* What you will do
Copy the data that follows, exactly and completely.

Dataset entries:

◆ ◆ ◆ ◆ ◆ ◆ ◆

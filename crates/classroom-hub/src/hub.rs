use std::collections::HashMap;
use std::sync::{Arc, Mutex, MutexGuard, PoisonError};

use serde::Serialize;
use tokio::sync::mpsc::{self, error::TrySendError};
use tracing::{debug, error, warn};

use crate::subscription::{SubscriberId, Subscription};

/// Queue length per subscriber.
pub const DEFAULT_CAPACITY: usize = 8;

/// Outcome of one broadcast.
#[derive(Debug, Clone, Copy, Default, PartialEq, Eq)]
pub struct Delivery {
    pub delivered: usize,
    pub dropped: usize,
}

/// Registry of active subscribers. Cloning yields another handle to the same registry.
#[derive(Clone)]
pub struct Hub {
    inner: Arc<HubInner>,
}

struct HubInner {
    capacity: usize,
    subscribers: Mutex<HashMap<SubscriberId, mpsc::Sender<Arc<str>>>>,
}

impl Hub {
    pub fn new() -> Self {
        Self::with_capacity(DEFAULT_CAPACITY)
    }

    /// A capacity of zero is bumped to one; tokio channels need room for at least one message.
    pub fn with_capacity(capacity: usize) -> Self {
        Self {
            inner: Arc::new(HubInner {
                capacity: capacity.max(1),
                subscribers: Mutex::new(HashMap::new()),
            }),
        }
    }

    pub fn capacity(&self) -> usize {
        self.inner.capacity
    }

    // Senders are only ever inserted or removed whole, so a poisoned map is still consistent.
    fn subscribers(&self) -> MutexGuard<'_, HashMap<SubscriberId, mpsc::Sender<Arc<str>>>> {
        self.inner
            .subscribers
            .lock()
            .unwrap_or_else(PoisonError::into_inner)
    }

    /// Register a new bounded delivery queue.
    pub fn subscribe(&self) -> Subscription {
        let id = SubscriberId::new();
        let (tx, rx) = mpsc::channel(self.inner.capacity);

        let count = {
            let mut subscribers = self.subscribers();
            subscribers.insert(id, tx);
            subscribers.len()
        };
        debug!("Subscriber {} registered ({} active)", id, count);

        Subscription::new(id, rx, self.clone())
    }

    /// Remove a subscriber and close its queue. Returns false if it was already gone.
    pub fn unsubscribe(&self, id: SubscriberId) -> bool {
        let (removed, count) = {
            let mut subscribers = self.subscribers();
            let removed = subscribers.remove(&id);
            (removed, subscribers.len())
        };

        // Dropping the last sender closes the channel.
        match removed {
            Some(_) => {
                debug!("Subscriber {} removed ({} active)", id, count);
                true
            }
            None => false,
        }
    }

    /// Serialize `event` once, then offer it to every subscriber without blocking.
    pub fn broadcast<E: Serialize>(&self, event: &E) -> Delivery {
        let json: Arc<str> = match serde_json::to_string(event) {
            Ok(json) => json.into(),
            Err(e) => {
                error!("Failed to serialize hub event: {}", e);
                return Delivery::default();
            }
        };

        let mut delivery = Delivery::default();
        let subscribers = self.subscribers();
        for (id, tx) in subscribers.iter() {
            match tx.try_send(json.clone()) {
                Ok(()) => delivery.delivered += 1,
                Err(TrySendError::Full(_)) => {
                    warn!("Subscriber {} queue full, dropping event", id);
                    delivery.dropped += 1;
                }
                // Receiver is gone but its guard hasn't unregistered yet.
                Err(TrySendError::Closed(_)) => delivery.dropped += 1,
            }
        }

        delivery
    }

    pub fn subscriber_count(&self) -> usize {
        self.subscribers().len()
    }

    /// Drop every subscriber queue, ending all open streams. Used on shutdown.
    pub fn close_all(&self) -> usize {
        let drained: Vec<_> = self.subscribers().drain().collect();
        if !drained.is_empty() {
            debug!("Closed {} subscriber queue(s)", drained.len());
        }
        drained.len()
    }
}

impl Default for Hub {
    fn default() -> Self {
        Self::new()
    }
}

#[cfg(test)]
mod tests {
    use chrono::Utc;
    use classroom_types::events::HubEvent;
    use classroom_types::models::Announcement;

    use super::*;

    fn announcement(n: usize) -> HubEvent {
        HubEvent::Announcement(Announcement {
            id: n.to_string(),
            message: format!("message {}", n),
            at: Utc::now(),
        })
    }

    #[test]
    fn broadcast_without_subscribers_is_a_no_op() {
        let hub = Hub::new();
        assert_eq!(hub.broadcast(&announcement(0)), Delivery::default());
    }

    #[test]
    fn every_subscriber_gets_the_same_frame() {
        let hub = Hub::new();
        let mut a = hub.subscribe();
        let mut b = hub.subscribe();

        let delivery = hub.broadcast(&announcement(1));
        assert_eq!(delivery.delivered, 2);

        let from_a = a.try_recv().unwrap();
        let from_b = b.try_recv().unwrap();
        assert_eq!(from_a, from_b);

        let value: serde_json::Value = serde_json::from_str(&from_a).unwrap();
        assert_eq!(value["type"], "announcement");
        assert_eq!(value["payload"]["message"], "message 1");
    }

    #[test]
    fn stalled_subscriber_does_not_affect_others() {
        let hub = Hub::new();
        let mut draining = hub.subscribe();
        let mut stalled = hub.subscribe();

        let mut received = Vec::new();
        for n in 0..20 {
            hub.broadcast(&announcement(n));
            received.push(draining.try_recv().unwrap());
        }
        assert_eq!(received.len(), 20);

        let mut buffered = 0;
        while stalled.try_recv().is_some() {
            buffered += 1;
        }
        assert_eq!(buffered, DEFAULT_CAPACITY);
    }

    #[test]
    fn full_queue_reports_drops() {
        let hub = Hub::with_capacity(2);
        let _stalled = hub.subscribe();

        for n in 0..2 {
            assert_eq!(hub.broadcast(&announcement(n)).delivered, 1);
        }
        let delivery = hub.broadcast(&announcement(2));
        assert_eq!(delivery, Delivery { delivered: 0, dropped: 1 });
    }

    #[test]
    fn messages_keep_broadcast_order() {
        let hub = Hub::new();
        let mut sub = hub.subscribe();
        for n in 0..5 {
            hub.broadcast(&announcement(n));
        }
        for n in 0..5 {
            let value: serde_json::Value = serde_json::from_str(&sub.try_recv().unwrap()).unwrap();
            assert_eq!(value["payload"]["id"], n.to_string());
        }
    }

    #[test]
    fn dropping_a_subscription_unregisters_it() {
        let hub = Hub::new();
        let sub = hub.subscribe();
        let other = hub.subscribe();
        assert_eq!(hub.subscriber_count(), 2);

        drop(sub);
        assert_eq!(hub.subscriber_count(), 1);

        other.close();
        assert_eq!(hub.subscriber_count(), 0);
    }

    #[test]
    fn unsubscribe_is_idempotent() {
        let hub = Hub::new();
        let sub = hub.subscribe();
        let id = sub.id();

        assert!(hub.unsubscribe(id));
        assert!(!hub.unsubscribe(id));
        drop(sub);
        assert_eq!(hub.subscriber_count(), 0);
    }

    #[tokio::test]
    async fn unsubscribe_closes_the_queue() {
        let hub = Hub::new();
        let mut sub = hub.subscribe();
        hub.broadcast(&announcement(7));

        hub.unsubscribe(sub.id());

        // Buffered messages drain before the closed queue reports the end.
        assert!(sub.recv().await.is_some());
        assert!(sub.recv().await.is_none());
    }

    #[tokio::test]
    async fn close_all_ends_every_stream() {
        let hub = Hub::new();
        let mut a = hub.subscribe();
        let mut b = hub.subscribe();

        assert_eq!(hub.close_all(), 2);
        assert!(a.recv().await.is_none());
        assert!(b.recv().await.is_none());
        assert_eq!(hub.subscriber_count(), 0);
    }
}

◆ ◆ ◆ ◆ ◆ ◆ ◆

* Answer below
filename crates/classroom-hub/src/hub.rs
use std::collections::HashMap;
use std::sync::{Arc, Mutex, MutexGuard, PoisonError};

use serde::Serialize;
use tokio::sync::mpsc::{self, error::TrySendError};
use tracing::{debug, error, warn};

use crate::subscription::{SubscriberId, Subscription};

/// Queue length per subscriber.
pub const DEFAULT_CAPACITY: usize = 8;

/// Outcome of one broadcast.
#[derive(Debug, Clone, Copy, Default, PartialEq, Eq)]
pub struct Delivery {
    pub delivered: usize,
    pub dropped: usize,
}

/// Registry of active subscribers. Cloning yields another handle to the same registry.
#[derive(Clone)]
pub struct Hub {
    inner: Arc<HubInner>,
}

struct HubInner {
    capacity: usize,
    subscribers: Mutex<HashMap<SubscriberId, mpsc::Sender<Arc<str>>>>,
}

impl Hub {
    pub fn new() -> Self {
        Self::with_capacity(DEFAULT_CAPACITY)
    }

    /// A capacity of zero is bumped to one; tokio channels need room for at least one message.
    pub fn with_capacity(capacity: usize) -> Self {
        Self {
            inner: Arc::new(HubInner {
                capacity: capacity.max(1),
                subscribers: Mutex::new(HashMap::new()),
            }),
        }
    }

    pub fn capacity(&self) -> usize {
        self.inner.capacity
    }

    // Senders are only ever inserted or removed whole, so a poisoned map is still consistent.
    fn subscribers(&self) -> MutexGuard<'_, HashMap<SubscriberId, mpsc::Sender<Arc<str>>>> {
        self.inner
            .subscribers
            .lock()
            .unwrap_or_else(PoisonError::into_inner)
    }

    /// Register a new bounded delivery queue.
    pub fn subscribe(&self) -> Subscription {
        let id = SubscriberId::new();
        let (tx, rx) = mpsc::channel(self.inner.capacity);

        let count = {
            let mut subscribers = self.subscribers();
            subscribers.insert(id, tx);
            subscribers.len()
        };
        debug!("Subscriber {} registered ({} active)", id, count);

        Subscription::new(id, rx, self.clone())
    }

    /// Remove a subscriber and close its queue. Returns false if it was already gone.
    pub fn unsubscribe(&self, id: SubscriberId) -> bool {
        let (removed, count) = {
            let mut subscribers = self.subscribers();
            let removed = subscribers.remove(&id);
            (removed, subscribers.len())
        };

        // Dropping the last sender closes the channel.
        match removed {
            Some(_) => {
                debug!("Subscriber {} removed ({} active)", id, count);
                true
            }
            None => false,
        }
    }

    /// Serialize `event` once, then offer it to every subscriber without blocking.
    pub fn broadcast<E: Serialize>(&self, event: &E) -> Delivery {
        let json: Arc<str> = match serde_json::to_string(event) {
            Ok(json) => json.into(),
            Err(e) => {
                error!("Failed to serialize hub event: {}", e);
                return Delivery::default();
            }
        };

        let mut delivery = Delivery::default();
        let subscribers = self.subscribers();
        for (id, tx) in subscribers.iter() {
            match tx.try_send(json.clone()) {
                Ok(()) => delivery.delivered += 1,
                Err(TrySendError::Full(_)) => {
                    warn!("Subscriber {} queue full, dropping event", id);
                    delivery.dropped += 1;
                }
                // Receiver is gone but its guard hasn't unregistered yet.
                Err(TrySendError::Closed(_)) => delivery.dropped += 1,
            }
        }

        delivery
    }

    pub fn subscriber_count(&self) -> usize {
        self.subscribers().len()
    }

    /// Drop every subscriber queue, ending all open streams. Used on shutdown.
    pub fn close_all(&self) -> usize {
        let drained: Vec<_> = self.subscribers().drain().collect();
        if !drained.is_empty() {
            debug!("Closed {} subscriber queue(s)", drained.len());
        }
        drained.len()
    }
}

impl Default for Hub {
    fn default() -> Self {
        Self::new()
    }
}

#[cfg(test)]
mod tests {
    use chrono::Utc;
    use classroom_types::events::HubEvent;
    use classroom_types::models::Announcement;

    use super::*;

    fn announcement(n: usize) -> HubEvent {
        HubEvent::Announcement(Announcement {
            id: n.to_string(),
            message: format!("message {}", n),
            at: Utc::now(),
        })
    }

    #[test]
    fn broadcast_without_subscribers_is_a_no_op() {
        let hub = Hub::new();
        assert_eq!(hub.broadcast(&announcement(0)), Delivery::default());
    }

    #[test]
    fn every_subscriber_gets_the_same_frame() {
        let hub = Hub::new();
        let mut a = hub.subscribe();
        let mut b = hub.subscribe();

        let delivery = hub.broadcast(&announcement(1));
        assert_eq!(delivery.delivered, 2);

        let from_a = a.try_recv().unwrap();
        let from_b = b.try_recv().unwrap();
        assert_eq!(from_a, from_b);

        let value: serde_json::Value = serde_json::from_str(&from_a).unwrap();
        assert_eq!(value["type"], "announcement");
        assert_eq!(value["payload"]["message"], "message 1");
    }

    #[test]
    fn stalled_subscriber_does_not_affect_others() {
        let hub = Hub::new();
        let mut draining = hub.subscribe();
        let mut stalled = hub.subscribe();

        let mut received = Vec::new();
        for n in 0..20 {
            hub.broadcast(&announcement(n));
            received.push(draining.try_recv().unwrap());
        }
        assert_eq!(received.len(), 20);

        let mut buffered = 0;
        while stalled.try_recv().is_some() {
            buffered += 1;
        }
        assert_eq!(buffered, DEFAULT_CAPACITY);
    }

    #[test]
    fn full_queue_reports_drops() {
        let hub = Hub::with_capacity(2);
        let _stalled = hub.subscribe();

        for n in 0..2 {
            assert_eq!(hub.broadcast(&announcement(n)).delivered, 1);
        }
        let delivery = hub.broadcast(&announcement(2));
        assert_eq!(delivery, Delivery { delivered: 0, dropped: 1 });
    }

    #[test]
    fn messages_keep_broadcast_order() {
        let hub = Hub::new();
        let mut sub = hub.subscribe();
        for n in 0..5 {
            hub.broadcast(&announcement(n));
        }
        for n in 0..5 {
            let value: serde_json::Value = serde_json::from_str(&sub.try_recv().unwrap()).unwrap();
            assert_eq!(value["payload"]["id"], n.to_string());
        }
    }

    #[test]
    fn dropping_a_subscription_unregisters_it() {
        let hub = Hub::new();
        let sub = hub.subscribe();
        let other = hub.subscribe();
        assert_eq!(hub.subscriber_count(), 2);

        drop(sub);
        assert_eq!(hub.subscriber_count(), 1);

        other.close();
        assert_eq!(hub.subscriber_count(), 0);
    }

    #[test]
    fn unsubscribe_is_idempotent() {
        let hub = Hub::new();
        let sub = hub.subscribe();
        let id = sub.id();

        assert!(hub.unsubscribe(id));
        assert!(!hub.unsubscribe(id));
        drop(sub);
        assert_eq!(hub.subscriber_count(), 0);
    }

    #[tokio::test]
    async fn unsubscribe_closes_the_queue() {
        let hub = Hub::new();
        let mut sub = hub.subscribe();
        hub.broadcast(&announcement(7));

        hub.unsubscribe(sub.id());

        // Buffered messages drain before the closed queue reports the end.
        assert!(sub.recv().await.is_some());
        assert!(sub.recv().await.is_none());
    }

    #[tokio::test]
    async fn close_all_ends_every_stream() {
        let hub = Hub::new();
        let mut a = hub.subscribe();
        let mut b = hub.subscribe();

        assert_eq!(hub.close_all(), 2);
        assert!(a.recv().await.is_none());
        assert!(b.recv().await.is_none());
        assert_eq!(hub.subscriber_count(), 0);
    }
}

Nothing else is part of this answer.